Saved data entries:
···

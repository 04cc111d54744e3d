//! Tag expression parser and evaluator
//!
//! Grammar, lowest precedence first:
//!
//! ```text
//! or   := and ("or" and)*
//! and  := not ("and" not)*
//! not  := "not" not | atom
//! atom := label | "(" or ")"
//! ```
//!
//! Labels are resolved by membership only, so an unknown label is simply
//! false.

use std::fmt;
use thiserror::Error;

/// Deepest `not`/parenthesis nesting accepted by the parser
pub const MAX_NESTING: usize = 64;

/// Errors raised while parsing a tag expression
#[derive(Debug, Clone, PartialEq, Eq, Error)]
pub enum TagExprError {
    #[error("Empty tag expression")]
    Empty,

    #[error("Unexpected character '{ch}' at offset {offset}")]
    UnexpectedChar { ch: char, offset: usize },

    #[error("Unexpected token '{found}' at offset {offset}, expected {expected}")]
    UnexpectedToken {
        found: String,
        offset: usize,
        expected: &'static str,
    },

    #[error("Unexpected end of expression, expected {expected}")]
    UnexpectedEnd { expected: &'static str },

    #[error("Tag expression nested deeper than {limit} levels at offset {offset}")]
    TooDeep { limit: usize, offset: usize },
}

#[derive(Clone, Debug, PartialEq, Eq)]
enum Token {
    And,
    Or,
    Not,
    LParen,
    RParen,
    Label(String),
}

impl fmt::Display for Token {
    fn fmt(&self, f: &mut fmt::Formatter<'_>) -> fmt::Result {
        match self {
            Token::And => write!(f, "and"),
            Token::Or => write!(f, "or"),
            Token::Not => write!(f, "not"),
            Token::LParen => write!(f, "("),
            Token::RParen => write!(f, ")"),
            Token::Label(label) => write!(f, "{label}"),
        }
    }
}

fn is_label_char(c: char) -> bool {
    c.is_alphanumeric() || matches!(c, '_' | '-' | '.' | ':')
}

fn tokenize(input: &str) -> Result<Vec<(Token, usize)>, TagExprError> {
    let mut tokens = Vec::new();
    let mut chars = input.char_indices().peekable();

    while let Some(&(offset, c)) = chars.peek() {
        if c.is_whitespace() {
            chars.next();
        } else if c == '(' {
            tokens.push((Token::LParen, offset));
            chars.next();
        } else if c == ')' {
            tokens.push((Token::RParen, offset));
            chars.next();
        } else if is_label_char(c) {
            let mut word = String::new();
            while let Some(&(_, c)) = chars.peek() {
                if !is_label_char(c) {
                    break;
                }
                word.push(c);
                chars.next();
            }
            let token = match word.as_str() {
                "and" => Token::And,
                "or" => Token::Or,
                "not" => Token::Not,
                _ => Token::Label(word),
            };
            tokens.push((token, offset));
        } else {
            return Err(TagExprError::UnexpectedChar { ch: c, offset });
        }
    }

    Ok(tokens)
}

/// A compiled tag expression
#[derive(Clone, Debug, PartialEq, Eq)]
pub enum TagExpr {
    Label(String),
    Not(Box<TagExpr>),
    And(Box<TagExpr>, Box<TagExpr>),
    Or(Box<TagExpr>, Box<TagExpr>),
}

impl TagExpr {
    /// Parse an expression such as `slow and not (db or gui)`
    pub fn parse(input: &str) -> Result<Self, TagExprError> {
        let tokens = tokenize(input)?;
        if tokens.is_empty() {
            return Err(TagExprError::Empty);
        }

        let mut parser = Parser {
            tokens,
            pos: 0,
            depth: 0,
        };
        let expr = parser.parse_or()?;
        match parser.tokens.get(parser.pos) {
            None => Ok(expr),
            Some((token, offset)) => Err(TagExprError::UnexpectedToken {
                found: token.to_string(),
                offset: *offset,
                expected: "end of expression",
            }),
        }
    }

    /// Evaluate against a membership function
    pub fn eval(&self, has: &dyn Fn(&str) -> bool) -> bool {
        match self {
            TagExpr::Label(label) => has(label),
            TagExpr::Not(inner) => !inner.eval(has),
            TagExpr::And(lhs, rhs) => lhs.eval(has) && rhs.eval(has),
            TagExpr::Or(lhs, rhs) => lhs.eval(has) || rhs.eval(has),
        }
    }

    /// Labels referenced anywhere in the expression
    pub fn labels(&self) -> Vec<&str> {
        let mut out = Vec::new();
        self.collect_labels(&mut out);
        out
    }

    fn collect_labels<'a>(&'a self, out: &mut Vec<&'a str>) {
        match self {
            TagExpr::Label(label) => out.push(label),
            TagExpr::Not(inner) => inner.collect_labels(out),
            TagExpr::And(lhs, rhs) | TagExpr::Or(lhs, rhs) => {
                lhs.collect_labels(out);
                rhs.collect_labels(out);
            }
        }
    }
}

impl fmt::Display for TagExpr {
    fn fmt(&self, f: &mut fmt::Formatter<'_>) -> fmt::Result {
        match self {
            TagExpr::Label(label) => write!(f, "{label}"),
            TagExpr::Not(inner) => write!(f, "not {inner}"),
            TagExpr::And(lhs, rhs) => write!(f, "({lhs} and {rhs})"),
            TagExpr::Or(lhs, rhs) => write!(f, "({lhs} or {rhs})"),
        }
    }
}

impl std::str::FromStr for TagExpr {
    type Err = TagExprError;

    fn from_str(s: &str) -> Result<Self, Self::Err> {
        TagExpr::parse(s)
    }
}

struct Parser {
    tokens: Vec<(Token, usize)>,
    pos: usize,
    depth: usize,
}

impl Parser {
    fn peek(&self) -> Option<&Token> {
        self.tokens.get(self.pos).map(|(t, _)| t)
    }

    fn descend(&mut self) -> Result<(), TagExprError> {
        self.depth += 1;
        if self.depth > MAX_NESTING {
            let offset = self.tokens.get(self.pos).map_or(0, |(_, offset)| *offset);
            return Err(TagExprError::TooDeep {
                limit: MAX_NESTING,
                offset,
            });
        }
        Ok(())
    }

    fn parse_or(&mut self) -> Result<TagExpr, TagExprError> {
        let mut lhs = self.parse_and()?;
        while self.peek() == Some(&Token::Or) {
            self.pos += 1;
            let rhs = self.parse_and()?;
            lhs = TagExpr::Or(Box::new(lhs), Box::new(rhs));
        }
        Ok(lhs)
    }

    fn parse_and(&mut self) -> Result<TagExpr, TagExprError> {
        let mut lhs = self.parse_not()?;
        while self.peek() == Some(&Token::And) {
            self.pos += 1;
            let rhs = self.parse_not()?;
            lhs = TagExpr::And(Box::new(lhs), Box::new(rhs));
        }
        Ok(lhs)
    }

    fn parse_not(&mut self) -> Result<TagExpr, TagExprError> {
        if self.peek() == Some(&Token::Not) {
            self.descend()?;
            self.pos += 1;
            let inner = self.parse_not()?;
            self.depth -= 1;
            return Ok(TagExpr::Not(Box::new(inner)));
        }
        self.parse_atom()
    }

    fn parse_atom(&mut self) -> Result<TagExpr, TagExprError> {
        const EXPECTED: &str = "a label or '('";

        let Some((token, offset)) = self.tokens.get(self.pos).cloned() else {
            return Err(TagExprError::UnexpectedEnd { expected: EXPECTED });
        };
        self.pos += 1;

        match token {
            Token::Label(label) => Ok(TagExpr::Label(label)),
            Token::LParen => {
                self.descend()?;
                let inner = self.parse_or()?;
                self.depth -= 1;
                match self.tokens.get(self.pos) {
                    Some((Token::RParen, _)) => {
                        self.pos += 1;
                        Ok(inner)
                    }
                    Some((found, offset)) => Err(TagExprError::UnexpectedToken {
                        found: found.to_string(),
                        offset: *offset,
                        expected: "')'",
                    }),
                    None => Err(TagExprError::UnexpectedEnd { expected: "')'" }),
                }
            }
            other => Err(TagExprError::UnexpectedToken {
                found: other.to_string(),
                offset,
                expected: EXPECTED,
            }),
        }
    }
}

···

What to work on :: The required answer is the run of lines above, starting at the line with "let rhs = self.parse_not()?;" and ending at the line with "let inner = self.parse_or()?;", reproduced exactly with both ends.

Answer below ::
            let rhs = self.parse_not()?;
            lhs = TagExpr::And(Box::new(lhs), Box::new(rhs));
        }
        Ok(lhs)
    }

    fn parse_not(&mut self) -> Result<TagExpr, TagExprError> {
        if self.peek() == Some(&Token::Not) {
            self.descend()?;
            self.pos += 1;
            let inner = self.parse_not()?;
            self.depth -= 1;
            return Ok(TagExpr::Not(Box::new(inner)));
        }
        self.parse_atom()
    }

    fn parse_atom(&mut self) -> Result<TagExpr, TagExprError> {
        const EXPECTED: &str = "a label or '('";

        let Some((token, offset)) = self.tokens.get(self.pos).cloned() else {
            return Err(TagExprError::UnexpectedEnd { expected: EXPECTED });
        };
        self.pos += 1;

        match token {
            Token::Label(label) => Ok(TagExpr::Label(label)),
            Token::LParen => {
                self.descend()?;
                let inner = self.parse_or()?;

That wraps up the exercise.